失業の伝え方

体育館の裏、なんて漫画や小説で言うだけで、実際にそこで上級生から金をせびられている生徒がいるかなんて知らないし、僕には関係ない。金をせびられそうになったら、中指を立てて「ファッキン!」と叫びながら一目散に逃げるだけだ。


僕に関係あるのは、ロボットが登場するゲーム。筋金のロボットアニメのファンである僕はロボットが出てくるゲームならなんでも買う。そして、買ったゲームの大半はちょっと遊んだだけで中古屋に売り、残りのごくわすかのゲームに連夜、父さんが残業して帰ってくる深夜まで熱中する。そして、次の日の学校の授業では爆睡。先生には目をつけられている、と思う。


母親はいない。僕がものごころつく前に若くしてガンで亡くなってしまった。炊事・洗濯は中学生の僕がやる。父さんは残業で忙しい。どんな仕事をやっているのか知らないけど、不動産業だってことは知っている。


その日も遅くまでゲームをしていた。「桃太郎献血」というテレビゲームに熱中していた。ロボットに乗って全国各地を献血して回るという慈悲深いテレビゲームである。どこにロボットに乗る必然性があるのかは誰にもわからない。


深夜0時を過ぎた頃だったろうか、家のインターホンが鳴る。父さんだと思って受話器を取ったら、確かに父さんだったが、知らない人達の声もした。父さんが「この人達、父さんの会社の仲間なんだけど、終電逃しちゃったんだよ。今夜だけ特別に泊めてあげることにしたんだ」といつもよりも上ずった声で言う。酒に酔っているのか?

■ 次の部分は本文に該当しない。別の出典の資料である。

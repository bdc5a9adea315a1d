/*!
 * Tests for the chunk orchestrator: pacing state machine, resume,
 * skip-on-failure and the global failure budget
 */

use std::sync::Arc;
use std::time::Duration;
use anyhow::Result;
use tempfile::tempdir;

use bisub::app_config::{Config, PacingConfig};
use bisub::checkpoint::CheckpointState;
use bisub::orchestrator::{ChunkOrchestrator, FailureAction, PacingState};
use bisub::providers::mock::{MockGenerator, MockOutcome};
use bisub::subtitle_processor::SubtitleRecord;
use bisub::translation_service::{TranslationService, BACKOFF_SCHEDULE};

use crate::common::{make_records, units_response, RecordingSleeper};

fn orchestrator_with(
    script: Vec<MockOutcome>,
    checkpoint_path: std::path::PathBuf,
) -> (Arc<MockGenerator>, Arc<RecordingSleeper>, ChunkOrchestrator) {
    let config = Config::default();
    let generator = Arc::new(MockGenerator::with_script(script));
    let sleeper = Arc::new(RecordingSleeper::new());
    let service = TranslationService::new(generator.clone(), sleeper.clone(), config.clone());
    let orchestrator = ChunkOrchestrator::new(service, sleeper.clone(), config.pacing, checkpoint_path);
    (generator, sleeper, orchestrator)
}

fn chunk_records(records: &[SubtitleRecord], size: usize) -> Vec<Vec<SubtitleRecord>> {
    records.chunks(size).map(|c| c.to_vec()).collect()
}

/// A chunk failure costs one attempt per backoff slot plus the fallback
fn failing_chunk_script() -> Vec<MockOutcome> {
    (0..=BACKOFF_SCHEDULE.len()).map(|_| MockOutcome::Error).collect()
}

/// Test success resets the adaptive delay and the failure counter
#[test]
fn test_pacing_state_withSuccess_shouldResetDelay() {
    let mut pacing = PacingState::new(PacingConfig::default());
    assert_eq!(pacing.delay(), Duration::from_secs(2));

    pacing.record_failure();
    pacing.record_failure();
    assert_eq!(pacing.delay(), Duration::from_secs(8));
    assert_eq!(pacing.consecutive_failures(), 2);

    pacing.record_success();
    assert_eq!(pacing.delay(), Duration::from_secs(2));
    assert_eq!(pacing.consecutive_failures(), 0);
}

/// Test the adaptive delay doubles and is capped at the maximum
#[test]
fn test_pacing_state_withRepeatedFailures_shouldCapDelay() {
    let config = PacingConfig {
        min_delay_secs: 2,
        max_delay_secs: 10,
        failure_threshold: 100,
        cooldown_secs: 300,
    };
    let mut pacing = PacingState::new(config);

    pacing.record_failure();
    assert_eq!(pacing.delay(), Duration::from_secs(4));
    pacing.record_failure();
    assert_eq!(pacing.delay(), Duration::from_secs(8));
    pacing.record_failure();
    assert_eq!(pacing.delay(), Duration::from_secs(10));
    pacing.record_failure();
    assert_eq!(pacing.delay(), Duration::from_secs(10));
}

/// Test the failure budget triggers the cooldown exactly at the threshold
#[test]
fn test_pacing_state_withThresholdReached_shouldRequestCooldown() {
    let mut pacing = PacingState::new(PacingConfig::default());

    assert_eq!(pacing.record_failure(), FailureAction::Continue);
    assert_eq!(pacing.record_failure(), FailureAction::Continue);
    assert_eq!(
        pacing.record_failure(),
        FailureAction::Cooldown(Duration::from_secs(300))
    );

    pacing.reset_after_cooldown();
    assert_eq!(pacing.consecutive_failures(), 0);
    assert_eq!(pacing.delay(), Duration::from_secs(2));
    // The budget starts over after the cooldown
    assert_eq!(pacing.record_failure(), FailureAction::Continue);
}

/// Test a clean run completes every chunk and removes the checkpoint
#[tokio::test]
async fn test_run_withAllChunksSucceeding_shouldDeleteCheckpoint() -> Result<()> {
    let dir = tempdir()?;
    let path = dir.path().join("ckpt.json");

    let records = make_records(6);
    let chunks = chunk_records(&records, 2);
    let script = chunks.iter().map(|c| MockOutcome::Text(units_response(c))).collect();

    let (generator, sleeper, orchestrator) = orchestrator_with(script, path.clone());
    let mut state = CheckpointState::load(&path);
    state.align_to(chunks.len(), 2);

    let outcome = orchestrator.run(&chunks, "", &mut state, |_, _| {}).await?;

    assert_eq!(outcome.total_chunks, 3);
    assert_eq!(outcome.skipped_chunks, 0);
    assert_eq!(outcome.units.len(), 6);
    assert_eq!(generator.call_count(), 3);
    assert!(!path.exists());

    // Paced between calls at the minimum delay, never before the first
    assert_eq!(sleeper.sleeps(), vec![Duration::from_secs(2), Duration::from_secs(2)]);

    Ok(())
}

/// Test a permanently failed chunk is skipped, not aborting the run
#[tokio::test]
async fn test_run_withFailedChunk_shouldSkipAndKeepCheckpoint() -> Result<()> {
    let dir = tempdir()?;
    let path = dir.path().join("ckpt.json");

    let records = make_records(6);
    let chunks = chunk_records(&records, 2);

    let mut script = vec![MockOutcome::Text(units_response(&chunks[0]))];
    script.extend(failing_chunk_script());
    script.push(MockOutcome::Text(units_response(&chunks[2])));

    let (_, _, orchestrator) = orchestrator_with(script, path.clone());
    let mut state = CheckpointState::load(&path);
    state.align_to(chunks.len(), 2);

    let outcome = orchestrator.run(&chunks, "", &mut state, |_, _| {}).await?;

    assert_eq!(outcome.skipped_chunks, 1);
    assert_eq!(outcome.units.len(), 4);
    assert!(path.exists());

    let saved = CheckpointState::load(&path);
    assert_eq!(saved.completed_chunks, [0, 2].into_iter().collect());

    Ok(())
}

/// Test idempotent resume: the second run only touches the missing chunk
#[tokio::test]
async fn test_run_withPriorProgress_shouldOnlyProcessMissingChunks() -> Result<()> {
    let dir = tempdir()?;
    let path = dir.path().join("ckpt.json");

    let records = make_records(6);
    let chunks = chunk_records(&records, 2);

    // First run: middle chunk fails permanently
    let mut script = vec![MockOutcome::Text(units_response(&chunks[0]))];
    script.extend(failing_chunk_script());
    script.push(MockOutcome::Text(units_response(&chunks[2])));
    let (_, _, first) = orchestrator_with(script, path.clone());
    let mut state = CheckpointState::load(&path);
    state.align_to(chunks.len(), 2);
    first.run(&chunks, "", &mut state, |_, _| {}).await?;

    // Second run: only the missing chunk gets a remote call
    let (generator, sleeper, second) =
        orchestrator_with(vec![MockOutcome::Text(units_response(&chunks[1]))], path.clone());
    let mut state = CheckpointState::load(&path);
    state.align_to(chunks.len(), 2);
    let outcome = second.run(&chunks, "", &mut state, |_, _| {}).await?;

    assert_eq!(generator.call_count(), 1);
    assert_eq!(outcome.skipped_chunks, 0);
    assert_eq!(outcome.units.len(), 6);
    assert!(!path.exists());

    // Chunks satisfied by the prior run trigger no pacing sleeps
    assert!(sleeper.sleeps().is_empty());

    // Every record id is present exactly once
    let mut ids: Vec<usize> = outcome.units.iter().map(|u| u.id).collect();
    ids.sort_unstable();
    assert_eq!(ids, (1..=6).collect::<Vec<_>>());

    Ok(())
}

/// Test sustained failures trigger the global pause exactly once and reset
/// the adaptive delay afterwards
#[tokio::test]
async fn test_run_withConsecutiveFailures_shouldPauseOnceAndResetDelay() -> Result<()> {
    let dir = tempdir()?;
    let path = dir.path().join("ckpt.json");

    let records = make_records(4);
    let chunks = chunk_records(&records, 1);

    // Three failing chunks hit the budget, the fourth succeeds
    let mut script = Vec::new();
    for _ in 0..3 {
        script.extend(failing_chunk_script());
    }
    script.push(MockOutcome::Text(units_response(&chunks[3])));

    let (_, sleeper, orchestrator) = orchestrator_with(script, path.clone());
    let mut state = CheckpointState::load(&path);
    state.align_to(chunks.len(), 1);

    let outcome = orchestrator.run(&chunks, "", &mut state, |_, _| {}).await?;
    assert_eq!(outcome.skipped_chunks, 3);

    // The long pipeline-wide pause happened exactly once
    assert_eq!(sleeper.count_of_secs(300), 1);

    // Inter-chunk delays doubled while failing (4s, 8s), then the
    // post-cooldown chunk was paced at the reset minimum (2s)
    assert_eq!(sleeper.count_of_secs(4), 1);
    assert_eq!(sleeper.count_of_secs(8), 1);
    assert_eq!(sleeper.count_of_secs(2), 1);

    Ok(())
}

家に上がり込んできたのは、父親、若めの男性、父親より少し年を取って見える中年男性(この人はネクタイを頭に巻いて完全に出来上がっている)、えらく美人な篠田麻理子似の女性。その美人は周りから「姫」と呼ばれていた。


「姫、今夜もあの儀式をしましょうか!」


中年男性が言うと、若めの男性が答える。


「いやいや、高橋さんのお子さんもいることですし、僕たちは泊めてもらう側ですよ」


おじさん達が言うことも、その後、父さんが意気揚々と放った一言も僕をひどく混乱させた。

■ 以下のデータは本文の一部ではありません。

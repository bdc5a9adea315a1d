use std::collections::BTreeSet;
use std::fs;
use std::path::{Path, PathBuf};
use anyhow::{Context, Result};
use log::{debug, info, warn};
use serde::{Deserialize, Serialize};
use tempfile::NamedTempFile;

use crate::translation_service::TranslationUnit;

// @module: Durable progress tracking for the chunk pipeline

/// Durable record of pipeline progress.
///
/// Rewritten wholesale after every successfully completed chunk, so a crash
/// loses at most the in-flight chunk. Deleted only when every chunk is done.
#[derive(Debug, Clone, Default, Serialize, Deserialize, PartialEq)]
pub struct CheckpointState {
    /// Completed chunk indices (serializes as a sorted array)
    #[serde(default)]
    pub completed_chunks: BTreeSet<usize>,

    /// Flat ordered list of accumulated translation units
    #[serde(default)]
    pub subtitles: Vec<TranslationUnit>,

    /// Total chunk count for the chunk size this state was built under
    #[serde(default)]
    pub total_chunks: usize,

    /// Cached terminology context, derived from content, not chunking
    #[serde(default, skip_serializing_if = "Option::is_none")]
    pub keywords: Option<String>,

    /// Chunk size that produced this state
    #[serde(default, skip_serializing_if = "Option::is_none")]
    pub chunk_size: Option<usize>,
}

impl CheckpointState {
    /// Derive the checkpoint path from the JSON output path
    /// (`out.json` -> `out_checkpoint.json`)
    pub fn derive_path(json_output: &Path) -> PathBuf {
        let stem = json_output
            .file_stem()
            .map(|s| s.to_string_lossy().to_string())
            .unwrap_or_else(|| "output".to_string());
        json_output.with_file_name(format!("{}_checkpoint.json", stem))
    }

    /// Load a checkpoint from disk.
    ///
    /// A missing file or any corruption (unparseable JSON, wrong shape) is
    /// treated as "no checkpoint": the job restarts from empty progress,
    /// never raising to the caller.
    pub fn load(path: &Path) -> Self {
        if !path.exists() {
            debug!("No checkpoint at {}", path.display());
            return Self::default();
        }

        match fs::read_to_string(path) {
            Ok(content) => match serde_json::from_str::<Self>(&content) {
                Ok(state) => {
                    info!(
                        "Checkpoint found: {}/{} chunks completed, resuming",
                        state.completed_chunks.len(),
                        state.total_chunks
                    );
                    state
                }
                Err(e) => {
                    warn!("Checkpoint file corrupted, starting fresh: {}", e);
                    Self::default()
                }
            },
            Err(e) => {
                warn!("Checkpoint file unreadable, starting fresh: {}", e);
                Self::default()
            }
        }
    }

    /// Persist the checkpoint atomically: write to a temporary file in the
    /// same directory, then rename over the target. A crash mid-write never
    /// corrupts an existing checkpoint.
    pub fn save(&self, path: &Path) -> Result<()> {
        let parent = path.parent().filter(|p| !p.as_os_str().is_empty());
        if let Some(dir) = parent {
            fs::create_dir_all(dir)
                .with_context(|| format!("Failed to create directory: {}", dir.display()))?;
        }

        let json = serde_json::to_string_pretty(self).context("Failed to serialize checkpoint")?;

        let tmp = match parent {
            Some(dir) => NamedTempFile::new_in(dir),
            None => NamedTempFile::new_in("."),
        }
        .context("Failed to create temporary checkpoint file")?;

        fs::write(tmp.path(), json).context("Failed to write temporary checkpoint file")?;
        tmp.persist(path)
            .map_err(|e| anyhow::anyhow!("Failed to replace checkpoint {}: {}", path.display(), e))?;

        Ok(())
    }

    /// Delete the checkpoint file if it exists
    pub fn delete(path: &Path) -> Result<()> {
        if path.exists() {
            fs::remove_file(path)
                .with_context(|| format!("Failed to remove checkpoint: {}", path.display()))?;
        }
        Ok(())
    }

    /// Whether every chunk is completed
    pub fn is_complete(&self) -> bool {
        self.total_chunks > 0 && self.completed_chunks.len() == self.total_chunks
    }

    /// Discard chunk progress while preserving the cached terminology.
    /// Keywords are derived from content, not chunking, so they survive.
    pub fn reset_progress(&mut self) {
        self.completed_chunks.clear();
        self.subtitles.clear();
        self.total_chunks = 0;
        self.chunk_size = None;
    }

    /// Reconcile loaded state against the current run's chunking. A mismatch
    /// in total chunk count or chunk size invalidates chunk progress only.
    pub fn align_to(&mut self, total_chunks: usize, chunk_size: usize) {
        let stale_total = self.total_chunks != 0 && self.total_chunks != total_chunks;
        let stale_size = self.chunk_size.is_some_and(|s| s != chunk_size);

        if stale_total || stale_size {
            warn!(
                "Chunking changed (stored {} chunks of {:?}, now {} chunks of {}), resetting progress",
                self.total_chunks, self.chunk_size, total_chunks, chunk_size
            );
            self.reset_progress();
        }

        self.total_chunks = total_chunks;
        self.chunk_size = Some(chunk_size);
    }
}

「息子にも普段俺らがやっていることを知ってもらった方がいいかもな」


ええっ!? 儀式って何? 普段、父さんがしていることって、不動産の仕事じゃなかったの? なにこれ、なにこれ。怪しい宗教の類?


「仕方がないわね。それじゃあ始めるわ」


そう言って「姫」は、先に白い紙切れのついた棒を振りかざし、何やら念仏を唱え始めた。


「エロエロエッサイム、エロエロエッサイム…」


その直後だった! 中年男性が「ボワーン!」と叫んで腹芸を始めたのは!


「ラブ、ラブ、ラブずっきゅん♪」


中年男性が声を大にして歌う。僕以外の皆が、負けじと「ラブずっキュン」を合唱し始める。


中年男性の腹には、マジックで簡単な顔と、その下に「高橋課長、ラブ(はあと)」と書かれていた。メタボなお腹をタプタプと揺らしながら踊り続ける。その腹芸は翌日の朝まで続いた。僕はただ呆然と見ているしかなかった。


翌日の早朝、他の大人たちが家を出て行った後に父さんはポツリとつぶやいた。


「父さんは倒産したんだよ」



そんな親父ギャグ、いまどき流行らないよ。僕は昨夜からのことを見なかったことにして、学校に向かった。後日、「話がある」と改まった顔つきで言う父さんから話を聞いたところ、本当に父さんの会社は倒産したらしい。